This study investigates the minimum number $ f(n) $ of convex sets required to cover the plane after removing $ n $ points in general position. By integrating techniques from discrete geometry, combinatorial optimization, and convex covering theory, the work resolves an open problem posed by Lawrence and Morris, establishing tight bounds: for all $ n \geq 4 $, $ \lfloor (n+5)/2 \rfloor \leq f(n) \leq (7n+44)/11 $. Notably, when the removed points are in convex position, the exact value is determined as $ f(n) = \lfloor (n+5)/2 \rfloor $, yielding a complete characterization in this case.
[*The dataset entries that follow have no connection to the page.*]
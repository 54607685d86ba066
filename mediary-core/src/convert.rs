// ============================================================================
// mediary-core/src/convert.rs
// ============================================================================
//
// CONVERSION DRIVER: Probe, plan, compile and run with candidate fallback
//
// This module ties the pipeline together. A conversion walks an explicit state
// machine with a cursor into the ordered codec candidates:
//
//   Planning -> Compiling -> Invoking -> Success
//                   ^            |
//                   |            v
//                   +--- RetryNextCandidate ---> Exhausted
//
// Parse and resolution errors abort during Planning. A failed attempt (spawn
// failure or non-zero exit) is recorded and the next candidate is tried; only
// exhausting every candidate is reported to the caller.
//
// KEY COMPONENTS:
// - ConversionRequest / ConversionReport: Input and result of one conversion
// - PreparedConversion: Everything decided before the first invocation
// - prepare: Load argument sets, probe, plan and explore candidates
// - Converter: Runs the state machine against an ffmpeg spawner

// ---- Standard library imports ----
use std::path::{Path, PathBuf};

// ---- Internal crate imports ----
use crate::compile::{CommandCompiler, format_command};
use crate::config::CoreConfig;
use crate::error::{AttemptRecord, CoreError, CoreResult};
use crate::external::ffmpeg_executor::{FfmpegSpawner, run_command};
use crate::external::ffprobe_executor::FfprobeExecutor;
use crate::fallback::{CodecCandidate, explore, surface_pixel_format};
use crate::media::{CodecType, Inventory};
use crate::planning::{TranscodePlan, plan};
use crate::requirements::{RequirementSet, load_arg_sets, resolve, resolve_output_options};

/// Input and output of one conversion.
#[derive(Debug, Clone, PartialEq, Eq)]
pub struct ConversionRequest {
    pub input: PathBuf,
    pub output: PathBuf,
}

impl ConversionRequest {
    pub fn new(input: impl Into<PathBuf>, output: impl Into<PathBuf>) -> Self {
        Self {
            input: input.into(),
            output: output.into(),
        }
    }
}

/// How a successful conversion ended.
#[derive(Debug, Clone, Copy, PartialEq, Eq)]
pub enum ConversionOutcome {
    /// ffmpeg ran and exited successfully.
    Converted,
    /// The input already satisfied the requirements; ffmpeg was not run.
    AlreadyCompliant,
    /// Dry-run mode; the first candidate's command was compiled but not run.
    DryRun,
}

/// Result of a successful conversion.
#[derive(Debug, Clone)]
pub struct ConversionReport {
    pub outcome: ConversionOutcome,
    /// The plan the final command was compiled from.
    pub plan: TranscodePlan,
    /// Label of the candidate whose command is reported.
    pub candidate: String,
    /// The final argument vector.
    pub command: Vec<String>,
    /// Failed attempts before the reported one.
    pub attempts: Vec<AttemptRecord>,
}

/// Conversion state. Terminal states carry what the caller gets back.
#[derive(Debug)]
pub enum ConversionState {
    Planning,
    Compiling {
        candidate: usize,
    },
    Invoking {
        candidate: usize,
        plan: TranscodePlan,
        command: Vec<String>,
    },
    RetryNextCandidate {
        failed: usize,
    },
    Success(ConversionReport),
    Exhausted,
}

/// Everything decided before the first invocation.
#[derive(Debug, Clone)]
pub struct PreparedConversion {
    pub inventory: Inventory,
    pub requirements: RequirementSet,
    pub plan: TranscodePlan,
    pub candidates: Vec<CodecCandidate>,
    pub compiler: CommandCompiler,
}

impl PreparedConversion {
    /// Compiles the command of the candidate at `index` against the main plan.
    pub fn command(&self, index: usize) -> CoreResult<Vec<String>> {
        self.compiler.compile(&self.plan, &self.candidates, index)
    }
}

/// Resolves requirements, probes the input, plans and explores candidates.
///
/// # Arguments
///
/// * `config` - Core configuration (argument sets, backends, executables)
/// * `prober` - Prober used for the input
/// * `request` - Input and output paths
///
/// # Returns
///
/// * `Ok(PreparedConversion)` - The plan and its ordered candidates
/// * `Err(CoreError)` - If an argument set is missing, a token is unrecognized,
///   or the probe report is malformed
pub fn prepare<P: FfprobeExecutor>(
    config: &CoreConfig,
    prober: &P,
    request: &ConversionRequest,
) -> CoreResult<PreparedConversion> {
    let token_lists = load_arg_sets(&config.arg_sets, &config.arg_set_dirs)?;
    let requirements = resolve(&token_lists)?;
    let output_lists = load_arg_sets(&config.output_arg_sets, &config.arg_set_dirs)?;
    let output_options = resolve_output_options(&output_lists)?;

    let inventory = prober.probe(&request.input)?;
    log::debug!(
        "Probed {}: {} stream(s), format {}",
        request.input.display(),
        inventory.streams.len(),
        inventory.format_name.as_deref().unwrap_or("unknown")
    );

    let plan = plan(&inventory, &requirements);
    let candidates = explore(&plan, &config.hardware_backends);
    let compiler = CommandCompiler::new(config.ffmpeg_path.as_str(), &request.input, &request.output)
        .overwrite(config.overwrite)
        .output_options(output_options);

    Ok(PreparedConversion {
        inventory,
        requirements,
        plan,
        candidates,
        compiler,
    })
}

/// Drives conversions with an ffmpeg spawner and a prober.
pub struct Converter<'a, S: FfmpegSpawner, P: FfprobeExecutor> {
    config: &'a CoreConfig,
    spawner: &'a S,
    prober: &'a P,
}

impl<'a, S: FfmpegSpawner, P: FfprobeExecutor> Converter<'a, S, P> {
    pub fn new(config: &'a CoreConfig, spawner: &'a S, prober: &'a P) -> Self {
        Self {
            config,
            spawner,
            prober,
        }
    }

    /// Converts one file.
    ///
    /// # Returns
    ///
    /// * `Ok(ConversionReport)` - If a candidate succeeded, the input was
    ///   already compliant, or dry-run mode is on
    /// * `Err(CoreError::AllCandidatesFailed)` - If every candidate failed
    /// * `Err(CoreError)` - If planning failed
    pub fn convert(&self, request: &ConversionRequest) -> CoreResult<ConversionReport> {
        let mut state = ConversionState::Planning;
        let mut prepared: Option<PreparedConversion> = None;
        let mut attempts: Vec<AttemptRecord> = Vec::new();

        loop {
            state = match state {
                ConversionState::Planning => {
                    let ready = prepare(self.config, self.prober, request)?;

                    if ready.plan.is_compliant() && self.config.skip_compliant {
                        log::info!(
                            "{} already satisfies the requirements, skipping ffmpeg",
                            request.input.display()
                        );
                        let command = ready.command(ready.candidates.len() - 1)?;
                        return Ok(ConversionReport {
                            outcome: ConversionOutcome::AlreadyCompliant,
                            plan: ready.plan,
                            candidate: crate::fallback::SOFTWARE_CANDIDATE.to_string(),
                            command,
                            attempts,
                        });
                    }

                    prepared = Some(ready);
                    ConversionState::Compiling { candidate: 0 }
                }

                ConversionState::Compiling { candidate } => {
                    let ready = prepared.as_ref().ok_or_else(|| {
                        CoreError::OperationFailed("Compiling before planning".to_string())
                    })?;
                    let label = ready.candidates[candidate].label.clone();

                    match self.plan_for_candidate(ready, candidate, request) {
                        Ok(plan) => {
                            let command = ready.compiler.compile(&plan, &ready.candidates, candidate)?;
                            if self.config.dry_run {
                                log::info!("Dry run: {}", format_command(&command));
                                return Ok(ConversionReport {
                                    outcome: ConversionOutcome::DryRun,
                                    plan,
                                    candidate: label,
                                    command,
                                    attempts,
                                });
                            }
                            ConversionState::Invoking {
                                candidate,
                                plan,
                                command,
                            }
                        }
                        Err(e) => {
                            log::warn!("Re-planning for candidate {label} failed: {e}");
                            attempts.push(e.into_attempt_record(&label));
                            ConversionState::RetryNextCandidate { failed: candidate }
                        }
                    }
                }

                ConversionState::Invoking {
                    candidate,
                    plan,
                    command,
                } => {
                    let ready = prepared.as_ref().ok_or_else(|| {
                        CoreError::OperationFailed("Invoking before planning".to_string())
                    })?;
                    let label = ready.candidates[candidate].label.clone();

                    log::info!(
                        "Attempt {}/{} with {} encoders (resources: {})",
                        candidate + 1,
                        ready.candidates.len(),
                        label,
                        plan.resources
                    );
                    log::info!("Command: {}", format_command(&command));

                    match self.attempt(&label, &command) {
                        Ok(()) => ConversionState::Success(ConversionReport {
                            outcome: ConversionOutcome::Converted,
                            plan,
                            candidate: label,
                            command,
                            attempts: std::mem::take(&mut attempts),
                        }),
                        Err(e) => {
                            log::warn!("{e}");
                            attempts.push(e.into_attempt_record(&label));
                            ConversionState::RetryNextCandidate { failed: candidate }
                        }
                    }
                }

                ConversionState::RetryNextCandidate { failed } => {
                    let total = prepared.as_ref().map_or(0, |p| p.candidates.len());
                    if failed + 1 < total {
                        ConversionState::Compiling {
                            candidate: failed + 1,
                        }
                    } else {
                        ConversionState::Exhausted
                    }
                }

                ConversionState::Success(report) => {
                    log::info!(
                        "Converted {} -> {} with {} encoders",
                        request.input.display(),
                        request.output.display(),
                        report.candidate
                    );
                    return Ok(report);
                }

                ConversionState::Exhausted => {
                    log::error!(
                        "All {} codec candidate(s) failed for {}",
                        attempts.len(),
                        request.input.display()
                    );
                    return Err(CoreError::AllCandidatesFailed { attempts });
                }
            };
        }
    }

    /// Returns the plan to compile for a candidate, re-probing and re-planning
    /// with a surface pixel format when the candidate needs one.
    fn plan_for_candidate(
        &self,
        ready: &PreparedConversion,
        candidate: usize,
        request: &ConversionRequest,
    ) -> CoreResult<TranscodePlan> {
        if !ready.candidates[candidate].reprobe_pixel_formats {
            return Ok(ready.plan.clone());
        }

        let inventory = self.prober.probe(&request.input)?;
        let high_bit_depth = inventory
            .streams_of(CodecType::Video)
            .filter(|s| {
                ready
                    .plan
                    .stream(s.index)
                    .is_some_and(|planned| planned.is_transcoded())
            })
            .any(|s| s.is_high_bit_depth());

        let mut requirements = ready.requirements.clone();
        requirements.pixel_format = Some(surface_pixel_format(high_bit_depth).to_string());
        log::debug!(
            "Re-planned {} with surface pixel format {}",
            request.input.display(),
            surface_pixel_format(high_bit_depth)
        );
        Ok(plan(&inventory, &requirements))
    }

    /// Runs one command; any failure is reported as `AttemptFailed`.
    fn attempt(&self, label: &str, command: &[String]) -> CoreResult<()> {
        match run_command(self.spawner, command) {
            Ok(_) => Ok(()),
            Err(CoreError::CommandFailed { status, stderr, .. }) => Err(CoreError::AttemptFailed {
                candidate: label.to_string(),
                code: status.code(),
                stderr,
            }),
            Err(other) => Err(CoreError::AttemptFailed {
                candidate: label.to_string(),
                code: None,
                stderr: other.to_string(),
            }),
        }
    }
}

/// Convenience wrapper: checks that the input exists before converting.
pub fn convert_file<S: FfmpegSpawner, P: FfprobeExecutor>(
    config: &CoreConfig,
    spawner: &S,
    prober: &P,
    input: &Path,
    output: &Path,
) -> CoreResult<ConversionReport> {
    if !input.is_file() {
        return Err(CoreError::PathError(format!(
            "Input file does not exist: {}",
            input.display()
        )));
    }
    Converter::new(config, spawner, prober).convert(&ConversionRequest::new(input, output))
}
The convexity number of a set $X \subset \mathbb{R}^2$ is the minimum number of convex subsets required to cover it. We study the following question: what is the largest possible convexity number $f(n)$ of $\mathbb{R}^2 \setminus S$, where $S$ is a set of $n$ points in general position in the plane? We prove that for all $n \geq 4$, $\lfloor\frac{n+5}{2}\rfloor \leq f(n) \leq \frac{7n+44}{11}$. We also show that for every $n \geq 4$, if the points of $S$ are in convex position then the convexity number of $\mathbb{R}^2 \setminus S$ is $\lfloor\frac{n+5}{2}\rfloor$. This solves a problem of Lawrence and Morris [Finite sets as complements of finite unions of convex sets, Disc. Comput. Geom. 42 (2009), 206-218].